Exit interviews get mixed reviews among HR pros. But if you’re going to do them, you need to do them right.

Andrew Lu, writing on Findlaw’s Free Enterprise blog, laid out a framework for conducting these goodbye gabfests without getting into legal trouble.

A rundown of the five steps he suggests:

  1. Use prepared questions — the same ones, every time. This way, you can’t be accused of targeting specific departing employees with especially snarky or embarrassing questions.
  2. Make the exit interview optional. In other words, put the decision of going through the final sit-down in the employee’s hands. If he or she says no, that’s OK; you probably weren’t going to learn much from that person anyway.
  3. Stay neutral. Basically, the interviewer should stick with open-ended questions and give the employee time to think about his/her response. Taboo: Questions of a personal or medical nature.
  4. Reassure them. Emphasize that nothing said in the exit conversation will be held against the departing worker or affect the kind of recommendation your firm might be asked for in the future.
  5. Thank them. Make it clear that such sessions are designed not to rehash what might have gone wrong during the employee’s tenure, but to give HR information that might help the company hang on to its valued workers.

Another approach

There’s another side to this exit interview discussion, and Jacque Vilet nailed it in a blog post on TLNT.com. He posed the following:

Worplace Virtual Summit

“Exit interviews? Why don’t we focus on stay interviews instead?”

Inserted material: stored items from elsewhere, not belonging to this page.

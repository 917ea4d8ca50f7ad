//! Connection orchestrator

use super::handle::Snapshot;
use crate::call::{CallState, IncomingCall, MediaCall, MediaCallManager};
use crate::channels::{DataChannel, DataChannelManager, Message};
use crate::config::OrchestratorConfig;
use crate::event::{ChannelId, EventSink, Inbound, MediaCallEvent, PeerId, TransportEvent};
use crate::media::MediaCapture;
use crate::notify::{Notification, Notifier, SessionState};
use crate::signaling::{validate_peer_id, IdentityRegistrar, LocalIdentity, SignalingTransport};
use crate::{Error, Result};
use std::sync::Arc;
use std::time::Duration;
use tokio::sync::mpsc;
use tokio::time::Instant;
use tracing::{debug, info, warn};

/// Pairing with one remote peer
///
/// Exists while a live call or a tracked data channel remains.
#[derive(Debug, Clone)]
pub struct Session {
    remote: PeerId,
    started_at: Instant,
}

impl Session {
    fn new(remote: PeerId) -> Self {
        Self {
            remote,
            started_at: Instant::now(),
        }
    }

    /// Remote peer identity
    pub fn remote(&self) -> &str {
        &self.remote
    }

    /// Time since the session started
    pub fn elapsed(&self) -> Duration {
        self.started_at.elapsed()
    }
}

/// Owns the identity, the data channel and the media call of one endpoint
///
/// Every transport event and capture completion enters through
/// [`Orchestrator::handle_event`]; user intents are plain methods. Nothing is
/// shared between tasks, so the owner (or the task started by
/// [`Orchestrator::spawn`]) serializes everything.
pub struct Orchestrator {
    config: OrchestratorConfig,
    transport: Arc<dyn SignalingTransport>,
    registrar: IdentityRegistrar,
    channels: DataChannelManager,
    calls: MediaCallManager,
    session: Option<Session>,
    notifier: Notifier,
    sink: EventSink,
    pub(super) inbound: mpsc::UnboundedReceiver<Inbound>,
}

impl Orchestrator {
    /// Create an orchestrator and the notification stream for the presentation layer
    pub fn new(
        config: OrchestratorConfig,
        transport: Arc<dyn SignalingTransport>,
        capture: Arc<dyn MediaCapture>,
    ) -> Result<(Self, mpsc::UnboundedReceiver<Notification>)> {
        config.validate()?;

        let (sink, inbound) = EventSink::channel();
        let (notifier, notifications) = Notifier::channel();

        let channels = DataChannelManager::new(
            Arc::clone(&transport),
            config.incoming_channel_policy,
            notifier.clone(),
        );
        let calls = MediaCallManager::new(
            Arc::clone(&transport),
            capture,
            config.media,
            sink.clone(),
            notifier.clone(),
        );

        debug!(
            "Orchestrator created (media: {:?}, channel policy: {:?})",
            config.media, config.incoming_channel_policy
        );

        let orchestrator = Self {
            config,
            transport,
            registrar: IdentityRegistrar::new(),
            channels,
            calls,
            session: None,
            notifier,
            sink,
            inbound,
        };

        Ok((orchestrator, notifications))
    }

    /// Request the rendezvous identity; repeated calls are no-ops
    pub async fn start(&mut self) -> Result<()> {
        self.registrar
            .acquire(
                self.transport.as_ref(),
                self.config.preferred_peer_id.as_deref(),
                self.sink.clone(),
            )
            .await
    }

    /// Process events until the identity is assigned
    ///
    /// Bounded by the configured identity timeout. Only the wait for the next
    /// event is bounded; an event already taken off the queue is applied in full.
    pub async fn wait_for_identity(&mut self) -> Result<LocalIdentity> {
        if !self.registrar.is_requested() {
            self.start().await?;
        }

        let timeout = self.config.identity_timeout();
        let deadline = Instant::now() + timeout;
        loop {
            if let Some(identity) = self.registrar.identity() {
                return Ok(identity.clone());
            }

            match tokio::time::timeout_at(deadline, self.inbound.recv()).await {
                Ok(Some(event)) => self.handle_event(event).await,
                Ok(None) => return Err(Error::Shutdown),
                Err(_) => {
                    warn!("No identity assigned within {:?}", timeout);
                    return Err(Error::IdentityTimeout(timeout));
                }
            }
        }
    }

    /// Open a data channel and place a media call to `remote`
    ///
    /// Checks, in order: the identifier, the local identity, an existing
    /// session. Re-targeting the current remote while no call is live places a
    /// new call and keeps an existing channel.
    pub async fn start_session(&mut self, remote: &str) -> Result<()> {
        let remote = validate_peer_id(remote)?.to_string();
        let identity = self.registrar.require()?;

        if let Some(session) = &self.session {
            if session.remote != remote {
                warn!(
                    "Refusing session with {}: already in session with {}",
                    remote, session.remote
                );
                return Err(Error::SessionBusy(session.remote.clone()));
            }
        }

        info!("{} starting session with {}", identity, remote);
        self.calls.place_call(&remote)?;

        if self.channels.active().is_none() {
            if let Err(e) = self.channels.connect(&remote).await {
                warn!("Data channel to {} failed, abandoning call: {}", remote, e);
                self.calls.hangup().await;
                self.sync_session();
                return Err(e);
            }
        } else {
            debug!("Reusing data channel to {}", remote);
        }

        self.sync_session();
        Ok(())
    }

    /// Send a text message on the open data channel
    ///
    /// Refused with [`Error::IdentityNotReady`] until the identity is assigned,
    /// even on an inbound channel that is already open.
    pub async fn send_message(&mut self, text: &str) -> Result<Message> {
        self.registrar.require()?;
        self.channels.send(text).await
    }

    /// Hang up and close the data channel; safe to call repeatedly
    pub async fn end_session(&mut self) {
        let had_call = self.calls.hangup().await;
        let had_channel = self.channels.active().is_some();
        self.channels.close().await;
        self.sync_session();

        if had_call || had_channel {
            info!("Session ended by local user");
            self.notifier.state(SessionState::Closed);
        }
    }

    /// Accept or reject the call offer waiting for confirmation
    pub async fn confirm_incoming_call(&mut self, accept: bool) -> Result<()> {
        let result = self.calls.confirm(accept).await;
        self.sync_session();
        result
    }

    /// Decide incoming offers synchronously instead of through
    /// [`Orchestrator::confirm_incoming_call`]
    pub fn on_incoming_call<F>(&mut self, decider: F)
    where
        F: Fn(&IncomingCall) -> bool + Send + Sync + 'static,
    {
        self.calls.set_decider(Box::new(decider));
    }

    /// Wait for the next inbound event and apply it
    ///
    /// Returns false once the inbound queue is closed.
    pub async fn next_event(&mut self) -> bool {
        match self.inbound.recv().await {
            Some(event) => {
                self.handle_event(event).await;
                true
            }
            None => false,
        }
    }

    /// Apply every event already queued; returns how many were handled
    pub async fn process_pending(&mut self) -> usize {
        let mut handled = 0;
        while let Ok(event) = self.inbound.try_recv() {
            self.handle_event(event).await;
            handled += 1;
        }
        handled
    }

    /// Apply one transport event or capture completion
    pub async fn handle_event(&mut self, event: Inbound) {
        match event {
            Inbound::Capture(outcome) => self.calls.on_capture_completed(outcome).await,
            Inbound::Transport(event) => self.on_transport_event(event).await,
        }
        self.sync_session();
    }

    async fn on_transport_event(&mut self, event: TransportEvent) {
        match event {
            TransportEvent::Open(id) => {
                if let Some(identity) = self.registrar.assign(id) {
                    let identity = identity.clone();
                    self.notifier.notify(Notification::IdentityReady(identity));
                    self.notifier.state(SessionState::Ready);
                }
            }
            TransportEvent::Connection { channel, remote } => {
                self.on_connection(channel, remote).await
            }
            TransportEvent::Channel { channel, event } => {
                self.channels.handle_event(&channel, event)
            }
            TransportEvent::Media { call, event } => {
                if let MediaCallEvent::IncomingOffer { remote } = &event {
                    if let Some(session) = self.session.as_ref().filter(|s| s.remote != *remote) {
                        warn!(
                            "Declining call {} from {}: in session with {}",
                            call, remote, session.remote
                        );
                        let offer = IncomingCall {
                            call,
                            remote: remote.clone(),
                        };
                        self.calls.decline(offer).await;
                        return;
                    }
                }
                self.calls.handle_event(call, event).await;
            }
        }
    }

    async fn on_connection(&mut self, channel: ChannelId, remote: PeerId) {
        if let Some(call) = self.calls.current().filter(|c| c.remote() != remote) {
            warn!(
                "Closing inbound channel {} from {}: call with {} is live",
                channel,
                remote,
                call.remote()
            );
            if let Err(e) = self.transport.close_channel(&channel).await {
                warn!("Failed to close channel {}: {}", channel, e);
            }
            return;
        }

        self.channels.accept(channel, remote).await;
    }

    fn sync_session(&mut self) {
        let desired = self
            .calls
            .current()
            .map(|c| c.remote().to_string())
            .or_else(|| self.channels.active().map(|c| c.remote().to_string()));

        let current = self.session.as_ref().map(|s| s.remote.as_str());
        if desired.as_deref() == current {
            return;
        }

        if let Some(ended) = self.session.take() {
            info!(
                "Session with {} ended after {:?}",
                ended.remote,
                ended.elapsed()
            );
        }
        if let Some(remote) = desired {
            info!("Session with {} started", remote);
            self.session = Some(Session::new(remote));
        }
    }

    /// Local identity, once assigned
    pub fn local_identity(&self) -> Option<&LocalIdentity> {
        self.registrar.identity()
    }

    /// Message log in observed order
    pub fn messages(&self) -> &[Message] {
        self.channels.messages()
    }

    /// State of the live call, or of the last one
    pub fn call_state(&self) -> CallState {
        self.calls.state()
    }

    /// The live call, if any
    pub fn current_call(&self) -> Option<&MediaCall> {
        self.calls.current()
    }

    /// The tracked data channel, if any
    pub fn data_channel(&self) -> Option<&DataChannel> {
        self.channels.active()
    }

    /// The current session, if any
    pub fn session(&self) -> Option<&Session> {
        self.session.as_ref()
    }

    /// Owned copy of the presentation-relevant state
    pub fn snapshot(&self) -> Snapshot {
        Snapshot {
            identity: self.registrar.identity().cloned(),
            call_state: self.calls.state(),
            session: self.session.as_ref().map(|s| s.remote.clone()),
            channel_open: self.channels.is_open(),
            messages: self.channels.messages().to_vec(),
        }
    }
}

Vilet described a process whereby a company he worked for got its top performers together, two or three at a time, and asked them a series of questions:

  • Why do you stay at this company?
  • If you have been contacted by a headhunter, why have you not been interested?
  • What are the things that you enjoy most about your job?
  • If the company could do anything better, what would it be?

The results? Top management loved the feedback — the execs were glad to hear what they were doing right and what could be done to improve retention and morale.
Food for thought.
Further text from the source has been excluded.